Records contained in a dataset:
= = = = =

//! Input bridging from the UI thread into the render loop.

pub mod gesture;

pub use gesture::{GestureEvent, GestureQueue, GestureSender};
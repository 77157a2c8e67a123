//! Tracking-session lifecycle.
//!
//! A state machine wrapping the opaque tracking engine: capability
//! detection, session creation and configuration, pause/resume, and the
//! recoverable-vs-fatal error split. One `SessionLifecycle` governs one
//! session instance at a time; `Stopped` and `Failed` are terminal for
//! that instance, and a fresh `start()` creates a new one.

pub mod backend;
pub mod notice;

pub use backend::{RuntimeProbe, SessionFactory, TrackingSession};
pub use notice::{NoticeChannel, NoticeSender, ServiceNotice, StatusSink};

use crate::error::SessionError;
use crate::tracking::FrameSnapshot;

/// Lifecycle position of the current session instance.
#[derive(Debug, Clone, PartialEq, Eq)]
pub enum SessionState {
    Uninitialized,
    CapabilityChecking,
    AwaitingInstall,
    Configuring,
    Resumed,
    Paused,
    Stopped,
    Failed(SessionError),
}

/// What a `start()` call achieved.
#[derive(Debug, Clone, PartialEq, Eq)]
pub enum StartOutcome {
    /// Session configured, camera acquired, frames flowing.
    Running,
    /// The runtime is absent; the user was redirected to its install
    /// flow. Not an error.
    InstallRedirect,
    /// Terminal failure; the reason's `Display` text is the one
    /// user-visible message, surfaced exactly once through this outcome.
    /// The machine has already torn down to `Stopped`.
    Failed(SessionError),
    /// `start()` was called in a state where it does not apply.
    Ignored,
}

/// State machine governing one tracking session at a time.
pub struct SessionLifecycle {
    factory: Box<dyn SessionFactory>,
    session: Option<Box<dyn TrackingSession>>,
    state: SessionState,
    /// Whether the install flow was already offered for this lifecycle.
    /// Explicit per-instance state, so parallel lifecycles (tests) do not
    /// interfere.
    install_prompted: bool,
    /// Every state this machine has been in, in order.
    history: Vec<SessionState>,
    /// Last surface size, replayed onto newly created sessions.
    display_size: Option<(u32, u32)>,
}

impl SessionLifecycle {
    pub fn new(factory: Box<dyn SessionFactory>) -> Self {
        Self {
            factory,
            session: None,
            state: SessionState::Uninitialized,
            install_prompted: false,
            history: vec![SessionState::Uninitialized],
            display_size: None,
        }
    }

    pub fn state(&self) -> &SessionState {
        &self.state
    }

    /// Every state the machine has passed through, oldest first.
    pub fn state_history(&self) -> &[SessionState] {
        &self.history
    }

    /// Check capability, create and configure a session, and acquire the
    /// camera. Configuration is attempted at most once per call; a
    /// failure tears the machine down to `Stopped` and surfaces its
    /// reason once through the returned outcome.
    pub fn start(&mut self) -> StartOutcome {
        match self.state {
            SessionState::Uninitialized | SessionState::Stopped | SessionState::AwaitingInstall => {}
            SessionState::Resumed => return StartOutcome::Running,
            _ => {
                log::warn!(
                    "[SessionLifecycle::start] ignored in state {:?}",
                    self.state
                );
                return StartOutcome::Ignored;
            }
        }

        self.transition(SessionState::CapabilityChecking);
        if !self.factory.is_available() {
            if self.install_prompted {
                // The user was already redirected once and the runtime is
                // still absent.
                log::warn!("[SessionLifecycle::start] runtime still missing after install prompt");
                return StartOutcome::Failed(self.fail(SessionError::RuntimeMissing));
            }
            log::info!("[SessionLifecycle::start] runtime missing, redirecting to install");
            self.factory.request_install();
            self.install_prompted = true;
            self.transition(SessionState::AwaitingInstall);
            return StartOutcome::InstallRedirect;
        }

        self.transition(SessionState::Configuring);
        let mut session = match self.factory.create_session() {
            Ok(session) => session,
            Err(reason) => return StartOutcome::Failed(self.fail(reason)),
        };
        if let Some((width, height)) = self.display_size {
            session.set_display_size(width, height);
        }
        if let Err(reason) = session.resume() {
            session.stop();
            return StartOutcome::Failed(self.fail(reason));
        }

        self.session = Some(session);
        self.transition(SessionState::Resumed);
        log::info!("[SessionLifecycle::start] session resumed");
        StartOutcome::Running
    }

    /// Re-acquire the camera after a `pause()`. Configuration is not
    /// re-run. A camera failure here is terminal rather than retried.
    pub fn resume(&mut self) -> Result<(), SessionError> {
        match self.state {
            SessionState::Paused => {}
            SessionState::Resumed => return Ok(()),
            _ => {
                log::debug!(
                    "[SessionLifecycle::resume] no-op in state {:?}",
                    self.state
                );
                return Ok(());
            }
        }

        let Some(session) = self.session.as_mut() else {
            return Ok(());
        };
        match session.resume() {
            Ok(()) => {
                self.transition(SessionState::Resumed);
                Ok(())
            }
            Err(reason) => Err(self.fail(reason)),
        }
    }

    /// Release the camera and synchronously stop frame production. Safe
    /// to call from the host's pause callback at any point; the render
    /// loop observes the state change at the top of its next tick.
    pub fn pause(&mut self) {
        if self.state != SessionState::Resumed {
            log::debug!("[SessionLifecycle::pause] no-op in state {:?}", self.state);
            return;
        }
        if let Some(session) = self.session.as_mut() {
            session.pause();
        }
        self.transition(SessionState::Paused);
        log::info!("[SessionLifecycle::pause] session paused");
    }

    /// Release the underlying session unconditionally. Idempotent:
    /// stopping an already-stopped lifecycle is a no-op.
    pub fn stop(&mut self) {
        if self.state == SessionState::Stopped {
            log::debug!("[SessionLifecycle::stop] already stopped");
            return;
        }
        if let Some(mut session) = self.session.take() {
            session.stop();
        }
        self.transition(SessionState::Stopped);
        log::info!("[SessionLifecycle::stop] session stopped");
    }

    /// Latest frame snapshot, or `None` when the session is not resumed
    /// or has produced nothing new since the last call. Never blocks.
    pub fn latest_frame(&mut self) -> Option<FrameSnapshot> {
        if self.state != SessionState::Resumed {
            return None;
        }
        self.session.as_mut()?.latest_frame()
    }

    /// Record the surface size and forward it to the live session, if
    /// any. Replayed onto sessions created by later `start()` calls.
    pub fn set_display_size(&mut self, width: u32, height: u32) {
        self.display_size = Some((width, height));
        if let Some(session) = self.session.as_mut() {
            session.set_display_size(width, height);
        }
    }

    /// Terminal failure path: pass through `Failed(reason)`, tear the
    /// session down, land in `Stopped`. Returns the reason so callers
    /// can surface it exactly once.
    fn fail(&mut self, reason: SessionError) -> SessionError {
        log::error!("[SessionLifecycle] session failed: {}", reason);
        self.transition(SessionState::Failed(reason.clone()));
        if let Some(mut session) = self.session.take() {
            session.stop();
        }
        self.transition(SessionState::Stopped);
        reason
    }

    fn transition(&mut self, next: SessionState) {
        log::debug!("[SessionLifecycle] {:?} -> {:?}", self.state, next);
        self.state = next.clone();
        self.history.push(next);
    }
}
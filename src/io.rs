// io.rs

use flate2::read::GzDecoder;
use flate2::write::GzEncoder;
use flate2::Compression;
use std::fs::File;
use std::io::{self, BufReader, BufWriter, Read, Seek, Write};
use std::path::{Path, PathBuf};

const GZIP_MAGIC: [u8; 2] = [0x1f, 0x8b];
const DEFAULT_BUFFER_SIZE: usize = 128 * 1024;

/// A possibly gzip-compressed input file.
pub struct InputStream {
    filepath: PathBuf,
}

impl InputStream {
    pub fn new(filepath: &Path) -> Self {
        Self {
            filepath: filepath.into(),
        }
    }

    fn is_gzipped(file: &mut File) -> io::Result<bool> {
        let mut header = [0u8; 2];
        // Files shorter than the magic number can't be gzipped
        let gzipped = match file.read_exact(&mut header) {
            Ok(()) => header == GZIP_MAGIC,
            Err(e) if e.kind() == io::ErrorKind::UnexpectedEof => false,
            Err(e) => return Err(e),
        };
        file.rewind()?;
        Ok(gzipped)
    }

    pub fn reader(&self) -> io::Result<BufReader<Box<dyn Read>>> {
        let mut file = File::open(&self.filepath)?;
        let reader: Box<dyn Read> = if Self::is_gzipped(&mut file)? {
            Box::new(GzDecoder::new(file))
        } else {
            Box::new(file)
        };
        Ok(BufReader::with_capacity(DEFAULT_BUFFER_SIZE, reader))
    }
}

#[derive(Clone)]
pub struct OutputStreamBuilder {
    filepath: Option<PathBuf>,
    buffer_size: usize,
    compression_level: Compression,
}

impl Default for OutputStreamBuilder {
    fn default() -> Self {
        Self {
            filepath: None,
            buffer_size: DEFAULT_BUFFER_SIZE,
            compression_level: Compression::default(),
        }
    }
}

impl OutputStreamBuilder {
    pub fn new() -> Self {
        Self::default()
    }

    pub fn filepath(mut self, path: Option<impl AsRef<Path>>) -> Self {
        self.filepath = path.map(|p| p.as_ref().to_path_buf());
        self
    }

    pub fn build(self) -> OutputStream {
        OutputStream {
            filepath: self.filepath,
            buffer_size: self.buffer_size,
            compression_level: self.compression_level,
        }
    }
}

/// An output file, or stdout if no path is given. Paths ending in `.gz`
/// are gzip compressed.
pub struct OutputStream {
    filepath: Option<PathBuf>,
    buffer_size: usize,
    compression_level: Compression,
}

impl OutputStream {
    pub fn new(filepath: Option<impl AsRef<Path>>) -> Self {
        OutputStreamBuilder::new().filepath(filepath).build()
    }

    fn should_compress(&self) -> bool {
        self.filepath
            .as_ref()
            .is_some_and(|p| p.extension().is_some_and(|ext| ext == "gz"))
    }

    pub fn writer(&self) -> io::Result<Box<dyn Write>> {
        match &self.filepath {
            Some(path) => {
                let file = File::create(path)?;
                let writer: Box<dyn Write> = if self.should_compress() {
                    Box::new(BufWriter::with_capacity(
                        self.buffer_size,
                        GzEncoder::new(file, self.compression_level),
                    ))
                } else {
                    Box::new(BufWriter::with_capacity(self.buffer_size, file))
                };
                Ok(writer)
            }
            None => Ok(Box::new(BufWriter::with_capacity(
                self.buffer_size,
                io::stdout(),
            ))),
        }
    }
}
// binned/plan.rs

use std::path::{Path, PathBuf};

use rayon::prelude::*;
use tracing::{debug, info};

use super::BinnedStatistics;
use crate::binning::Dimension;
use crate::diagnostic::Diagnostic;
use crate::error::{BespinError, Result};
use crate::filters::Filter;
use crate::obs::{read_obs, ObsSpace};

/// Groups searched, in order, for the variables to bin when none are given.
pub const DEFAULT_VARIABLE_GROUPS: [&str; 3] = ["hofx0", "hofx", "ObsValue"];

/// The variables of the first of the default groups that has any.
pub fn default_variables(obs: &ObsSpace) -> Vec<String> {
    DEFAULT_VARIABLE_GROUPS
        .iter()
        .map(|group| obs.group_variables(group))
        .find(|variables| !variables.is_empty())
        .unwrap_or_default()
}

/// Everything needed to bin obs files the same way.
#[derive(Debug)]
pub struct BinningPlan {
    pub name: String,
    pub bins: Vec<Dimension>,
    pub diagnostics: Vec<Diagnostic>,
    /// Variables to bin, or `None` to use [`default_variables`].
    pub variables: Option<Vec<String>>,
    pub filters: Vec<Box<dyn Filter>>,
}

impl BinningPlan {
    pub fn new(name: &str, bins: Vec<Dimension>, diagnostics: Vec<Diagnostic>) -> Self {
        Self {
            name: name.to_string(),
            bins,
            diagnostics,
            variables: None,
            filters: Vec::new(),
        }
    }

    pub fn with_variables(mut self, variables: Vec<String>) -> Self {
        self.variables = (!variables.is_empty()).then_some(variables);
        self
    }

    pub fn with_filters(mut self, filters: Vec<Box<dyn Filter>>) -> Self {
        self.filters = filters;
        self
    }

    /// Bin a single obs space.
    pub fn bin_obs(&self, obs: ObsSpace) -> Result<BinnedStatistics> {
        let variables = match &self.variables {
            Some(variables) => variables.clone(),
            None => default_variables(&obs),
        };
        if variables.is_empty() {
            return Err(BespinError::StringError(format!(
                "no variables given, and none found in the {} groups",
                DEFAULT_VARIABLE_GROUPS.join("/")
            )));
        }
        BinnedStatistics::bin(
            &self.name,
            self.bins.clone(),
            self.diagnostics.clone(),
            &variables,
            &self.filters,
            obs,
        )
    }

    /// Read and bin a single obs file.
    pub fn bin_file(&self, path: &Path) -> Result<BinnedStatistics> {
        debug!("binning {}", path.display());
        let obs = read_obs(path)?;
        self.bin_obs(obs)
    }

    /// Bin obs files in parallel, then merge the results in input order.
    ///
    /// `on_done` is called as each file finishes (e.g. to drive a progress
    /// bar), from whichever thread binned it.
    pub fn bin_files<F>(&self, paths: &[PathBuf], threads: usize, on_done: F) -> Result<BinnedStatistics>
    where
        F: Fn(&Path) + Send + Sync,
    {
        if paths.is_empty() {
            return Err("no obs files to bin".into());
        }
        let pool = rayon::ThreadPoolBuilder::new()
            .num_threads(threads)
            .build()
            .map_err(|e| BespinError::StringError(e.to_string()))?;

        let binned = pool.install(|| {
            paths
                .par_iter()
                .map(|path| {
                    let result = self.bin_file(path);
                    on_done(path);
                    result
                })
                .collect::<Result<Vec<_>>>()
        })?;
        info!("binned {} obs files with {} threads", binned.len(), threads);
        BinnedStatistics::merge_all(binned)
    }
}
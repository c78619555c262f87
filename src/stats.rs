// src/stats.rs

use serde::{Deserialize, Serialize};
use std::collections::BTreeMap;

use crate::binned::BinnedStatistics;
use crate::statistic::StatKind;

/// A summary of how observations are spread over the bins.
#[derive(Debug, Serialize, Deserialize)]
pub struct BinnedSummary {
    pub name: String,
    pub window_start: Option<String>,
    pub window_end: Option<String>,

    pub dimensions: Vec<DimensionSummary>,
    pub sliced_dims: Vec<(String, f64)>,
    pub channels: Option<Vec<i64>>,
    pub diagnostics: Vec<String>,
    pub total_possible_bins: usize,

    // Per variable/diagnostic occupancy, for those with counts
    pub occupancy: Vec<OccupancySummary>,
}

#[derive(Debug, Serialize, Deserialize)]
pub struct DimensionSummary {
    pub name: String,
    pub units: Option<String>,
    pub bins: usize,
    pub lower: f64,
    pub upper: f64,
}

#[derive(Debug, Serialize, Deserialize)]
pub struct OccupancySummary {
    pub variable: String,
    pub diagnostic: String,
    pub total_count: u64,
    pub bins_used: usize,
    pub total_bins: usize,
    pub utilization: f64, // percentage of bins with any obs
    pub min_count: u64,   // over the used bins
    pub max_count: u64,
    pub mean_count: f64,
    pub count_histogram: BTreeMap<u32, usize>, // log2 count bucket -> bins
}

impl BinnedSummary {
    /// Summarize binned statistics.
    pub fn analyze(binned: &BinnedStatistics) -> Self {
        let dimensions = binned
            .bins()
            .iter()
            .map(|d| {
                let (lower, upper) = d.bounds();
                DimensionSummary {
                    name: d.name.clone(),
                    units: d.units.clone(),
                    bins: d.len(),
                    lower,
                    upper,
                }
            })
            .collect();

        let mut occupancy = Vec::new();
        for variable in binned.variable_names() {
            for diag in binned.diagnostics() {
                let Some(counts) = binned.field(variable, &diag.name, StatKind::Count) else {
                    continue;
                };
                occupancy.push(Self::calculate_occupancy(variable, &diag.name, counts));
            }
        }

        Self {
            name: binned.name.clone(),
            window_start: binned.window_start.map(|t| t.to_rfc3339()),
            window_end: binned.window_end.map(|t| t.to_rfc3339()),
            dimensions,
            sliced_dims: binned
                .sliced_dims()
                .iter()
                .map(|(k, v)| (k.clone(), *v))
                .collect(),
            channels: binned.channels().map(<[i64]>::to_vec),
            diagnostics: binned.diagnostics().iter().map(|d| d.to_string()).collect(),
            total_possible_bins: binned.shape().iter().product(),
            occupancy,
        }
    }

    fn calculate_occupancy(variable: &str, diagnostic: &str, counts: &[f64]) -> OccupancySummary {
        let used: Vec<u64> = counts
            .iter()
            .filter(|c| **c > 0.0)
            .map(|c| *c as u64)
            .collect();
        let total_count: u64 = used.iter().sum();
        let bins_used = used.len();

        let mut count_histogram = BTreeMap::new();
        for &count in &used {
            *count_histogram.entry(count.ilog2()).or_default() += 1;
        }

        OccupancySummary {
            variable: variable.to_string(),
            diagnostic: diagnostic.to_string(),
            total_count,
            bins_used,
            total_bins: counts.len(),
            utilization: if counts.is_empty() {
                0.0
            } else {
                (bins_used as f64 / counts.len() as f64) * 100.0
            },
            min_count: used.iter().min().copied().unwrap_or(0),
            max_count: used.iter().max().copied().unwrap_or(0),
            mean_count: if bins_used > 0 {
                total_count as f64 / bins_used as f64
            } else {
                0.0
            },
            count_histogram,
        }
    }

    /// Generate a readable report.
    pub fn generate_report(&self) -> String {
        let mut report = String::new();

        report.push_str(&format!("\nBinned Statistics: {}\n", self.name));
        report.push_str("==================\n\n");
        if let (Some(start), Some(end)) = (&self.window_start, &self.window_end) {
            report.push_str(&format!("Window: {} to {}\n", start, end));
        }
        report.push_str(&format!("Diagnostics: {}\n", self.diagnostics.join(" ")));
        if let Some(channels) = &self.channels {
            let channels: Vec<String> = channels.iter().map(i64::to_string).collect();
            report.push_str(&format!("Channels: {}\n", channels.join(" ")));
        }

        report.push_str("\nDimensions:\n");
        if self.dimensions.is_empty() {
            report.push_str("- none (global)\n");
        }
        for dim in &self.dimensions {
            report.push_str(&format!(
                "- {}: {} bins over [{}, {}]{}\n",
                dim.name,
                dim.bins,
                dim.lower,
                dim.upper,
                dim.units
                    .as_ref()
                    .map(|u| format!(" {}", u))
                    .unwrap_or_default()
            ));
        }
        for (name, center) in &self.sliced_dims {
            report.push_str(&format!("- {}: sliced at {}\n", name, center));
        }
        report.push_str(&format!("Total bins: {}\n", self.total_possible_bins));

        report.push_str("\nOccupancy:\n");
        for occ in &self.occupancy {
            report.push_str(&format!("{} ({}):\n", occ.variable, occ.diagnostic));
            report.push_str(&format!("  - Observations: {}\n", occ.total_count));
            report.push_str(&format!(
                "  - Bins used: {} of {} ({:.2}%)\n",
                occ.bins_used, occ.total_bins, occ.utilization
            ));
            report.push_str(&format!(
                "  - Obs per used bin: min {}, max {}, mean {:.2}\n",
                occ.min_count, occ.max_count, occ.mean_count
            ));
            if !occ.count_histogram.is_empty() {
                report.push_str("  - Bins by obs count:\n");
            }
            for (bucket, bins) in &occ.count_histogram {
                let lower = 1u64 << bucket;
                let upper = lower.checked_mul(2).map_or(u64::MAX, |u| u - 1);
                report.push_str(&format!("    {}-{}: {}\n", lower, upper, bins));
            }
        }

        report
    }
}
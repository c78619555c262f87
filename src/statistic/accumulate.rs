// statistic/accumulate.rs

use super::StatKind;

/// Running statistics for a single bin.
///
/// The mean and sum of squared deviations use Welford's update, which stays
/// numerically stable where the naive `sum(x^2) - sum(x)^2/n` would not.
#[derive(Clone, Copy, Debug, PartialEq)]
pub struct CellAccumulator {
    pub count: u64,
    pub sum: f64,
    pub mean: f64,
    pub m2: f64,
    pub min: f64,
    pub max: f64,
}

impl Default for CellAccumulator {
    fn default() -> Self {
        Self {
            count: 0,
            sum: 0.0,
            mean: 0.0,
            m2: 0.0,
            min: f64::NAN,
            max: f64::NAN,
        }
    }
}

impl CellAccumulator {
    /// Add a value to the bin. Non-finite values are skipped.
    pub fn push(&mut self, value: f64) {
        if !value.is_finite() {
            return;
        }
        self.count += 1;
        self.sum += value;
        let delta = value - self.mean;
        self.mean += delta / self.count as f64;
        self.m2 += delta * (value - self.mean);
        self.min = if self.count == 1 { value } else { self.min.min(value) };
        self.max = if self.count == 1 { value } else { self.max.max(value) };
    }

    /// The value of a core statistic for this bin.
    pub fn value(&self, kind: StatKind) -> f64 {
        match kind {
            StatKind::Count => self.count as f64,
            StatKind::Sum => self.sum,
            StatKind::Sum2 => self.m2,
            StatKind::Min => self.min,
            StatKind::Max => self.max,
            // derived statistics are never accumulated
            _ => f64::NAN,
        }
    }
}

/// Accumulate `values` into bins.
///
/// `values` is either one value per location (`nchans == 1`) or a row-major
/// `nlocs x nchans` array. `cells` gives the spatial bin for each location
/// (or `None` if the location falls outside the binning). The result is laid
/// out `ncells x nchans`, channel varying fastest.
pub fn accumulate(
    values: &[f64],
    nchans: usize,
    cells: &[Option<usize>],
    ncells: usize,
) -> Vec<CellAccumulator> {
    let mut bins = vec![CellAccumulator::default(); ncells * nchans];
    for (loc, cell) in cells.iter().enumerate() {
        let Some(cell) = cell else {
            continue;
        };
        let row = &values[loc * nchans..(loc + 1) * nchans];
        for (ch, &value) in row.iter().enumerate() {
            bins[cell * nchans + ch].push(value);
        }
    }
    bins
}

/// Extract one core statistic across all bins.
pub fn extract(bins: &[CellAccumulator], kind: StatKind) -> Vec<f64> {
    bins.iter().map(|b| b.value(kind)).collect()
}

#[cfg(test)]
mod tests {
    use super::*;

    #[test]
    fn test_push_welford() {
        let mut acc = CellAccumulator::default();
        for v in [2.0, 3.0, 4.0, 5.0, 6.0] {
            acc.push(v);
        }
        assert_eq!(acc.count, 5);
        assert_eq!(acc.sum, 20.0);
        assert_eq!(acc.m2, 10.0);
        assert_eq!(acc.min, 2.0);
        assert_eq!(acc.max, 6.0);
    }

    #[test]
    fn test_push_skips_non_finite() {
        let mut acc = CellAccumulator::default();
        acc.push(f64::NAN);
        acc.push(1.0);
        acc.push(f64::INFINITY);
        assert_eq!(acc.count, 1);
        assert_eq!(acc.sum, 1.0);
    }

    #[test]
    fn test_empty_bin() {
        let acc = CellAccumulator::default();
        assert_eq!(acc.value(StatKind::Count), 0.0);
        assert_eq!(acc.value(StatKind::Sum), 0.0);
        assert_eq!(acc.value(StatKind::Sum2), 0.0);
        assert!(acc.value(StatKind::Min).is_nan());
        assert!(acc.value(StatKind::Max).is_nan());
    }

    #[test]
    fn test_accumulate_multichannel() {
        // 3 locations, 2 channels
        let values = [1.0, 10.0, 2.0, 20.0, 3.0, 30.0];
        let cells = [Some(0), Some(1), Some(0)];
        let bins = accumulate(&values, 2, &cells, 2);
        assert_eq!(bins.len(), 4);
        assert_eq!(extract(&bins, StatKind::Sum), vec![4.0, 40.0, 2.0, 20.0]);
        assert_eq!(extract(&bins, StatKind::Count), vec![2.0, 2.0, 1.0, 1.0]);
    }

    #[test]
    fn test_accumulate_drops_unbinned() {
        let values = [1.0, 2.0, 3.0];
        let cells = [Some(0), None, Some(0)];
        let bins = accumulate(&values, 1, &cells, 1);
        assert_eq!(bins[0].count, 2);
        assert_eq!(bins[0].sum, 4.0);
    }
}
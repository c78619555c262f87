//! The binned statistics file format.
//!
//! A `.bespin` file is a fixed size header followed by a single zstd
//! compressed block holding the bincode serialized [`BinnedStatistics`]:
//!
//! | bytes | field                                 |
//! |-------|---------------------------------------|
//! | 8     | magic, `BESPIN\0` then a format byte  |
//! | 4     | format version (u32, little-endian)   |
//! | 4     | compressed size of the block          |
//! | 4     | uncompressed size of the block        |
//! | 4     | number of binned fields               |
//! | ...   | compressed block                      |
//!
//! [`BinnedStatistics`]: crate::binned::BinnedStatistics

use std::io::{self, Read, Write};
use std::path::{Path, PathBuf};

pub mod reader;
pub mod writer;

pub use reader::{decode_binned, read_binned};
pub use writer::{encode_binned, write_binned};

pub const MAGIC: [u8; 8] = *b"BESPIN\0\x01";
pub const FORMAT_VERSION: u32 = 1;
pub const SUFFIX: &str = "bespin";
pub const HEADER_LEN: usize = MAGIC.len() + 4 * 4;

/// Header of a binned statistics file.
#[derive(Clone, Debug, PartialEq, Eq)]
pub struct FileHeader {
    pub version: u32,
    /// Size of compressed data in bytes
    pub compressed_size: u32,
    /// Size of uncompressed data in bytes
    pub uncompressed_size: u32,
    /// Number of binned fields
    pub n_fields: u32,
}

/// Configuration for writing binned statistics files.
#[derive(Debug, Clone)]
pub struct BlockConfig {
    /// zstd compression level
    pub level: i32,
}

impl Default for BlockConfig {
    fn default() -> Self {
        Self { level: 3 }
    }
}

impl FileHeader {
    pub(crate) fn write<W: Write>(&self, writer: &mut W) -> io::Result<()> {
        writer.write_all(&MAGIC)?;
        writer.write_all(&self.version.to_le_bytes())?;
        writer.write_all(&self.compressed_size.to_le_bytes())?;
        writer.write_all(&self.uncompressed_size.to_le_bytes())?;
        writer.write_all(&self.n_fields.to_le_bytes())?;
        Ok(())
    }

    /// Read a header, returning `None` if the magic doesn't match.
    pub(crate) fn read<R: Read>(reader: &mut R) -> io::Result<Option<Self>> {
        let mut magic = [0u8; 8];
        reader.read_exact(&mut magic)?;
        if magic != MAGIC {
            return Ok(None);
        }
        let mut buf = [0u8; 4];
        let mut next = || -> io::Result<u32> {
            reader.read_exact(&mut buf)?;
            Ok(u32::from_le_bytes(buf))
        };
        Ok(Some(Self {
            version: next()?,
            compressed_size: next()?,
            uncompressed_size: next()?,
            n_fields: next()?,
        }))
    }
}

/// The path with the `.bespin` suffix appended, unless it already has it.
pub fn with_suffix(path: &Path) -> PathBuf {
    if path.extension().is_some_and(|ext| ext == SUFFIX) {
        return path.to_path_buf();
    }
    let mut name = path.as_os_str().to_os_string();
    name.push(".");
    name.push(SUFFIX);
    PathBuf::from(name)
}
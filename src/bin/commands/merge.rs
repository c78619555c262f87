// bin/commands/merge.rs

use super::{check_inputs, expand_inputs};
use bespin::error::BespinError;
use bespin::BinnedStatistics;
use clap::Args;
use std::path::PathBuf;
use tracing::{debug, info};

#[derive(Args)]
pub struct MergeArgs {
    /// Binned statistics files to merge, or glob patterns.
    #[arg(required = true, value_name = "FILES")]
    pub inputs: Vec<String>,

    /// Output binned statistics file.
    #[arg(short, long, value_name = "merged.bespin")]
    pub output: PathBuf,

    /// Overwrite the output file if it exists.
    #[arg(short = 'O', long)]
    pub overwrite: bool,
}

pub fn run(args: MergeArgs) -> Result<(), BespinError> {
    let inputs = expand_inputs(&args.inputs)?;
    check_inputs(&inputs, 2)?;

    let binned = inputs
        .iter()
        .map(|path| {
            debug!("reading {}", path.display());
            BinnedStatistics::read(path)
        })
        .collect::<Result<Vec<_>, _>>()?;
    let merged = BinnedStatistics::merge_all(binned)?;

    let path = merged.write(&args.output, args.overwrite)?;
    info!("merged {} files into {}", inputs.len(), path.display());
    Ok(())
}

= = = = =

REQUIRED WORK
Read through the entries above, and wherever a line holds the string "BinningPlan", copy it.

ANSWER BOX
pub struct BinningPlan {
impl BinningPlan {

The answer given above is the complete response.